- MATERIAL FOR THE TASK
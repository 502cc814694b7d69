//! Shared vocabulary of the floor plan pipeline
//!
//! Errors, constants, configuration and the pixel-space feature types used
//! across the canvas, tiling, feature and export modules.

pub mod config;
pub mod constants;
pub mod errors;
pub mod types;
#[cfg(test)]
mod tests;

pub use config::PipelineConfig;
pub use errors::{PlanError, PlanResult};
pub use types::{Centroid, PixelPoint, Polygon};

- TASK DIRECTIONS
Show every line from the entries above in which the word "constants" appears.

- EXERCISE OUTPUT
//! Errors, constants, configuration and the pixel-space feature types used
pub mod constants;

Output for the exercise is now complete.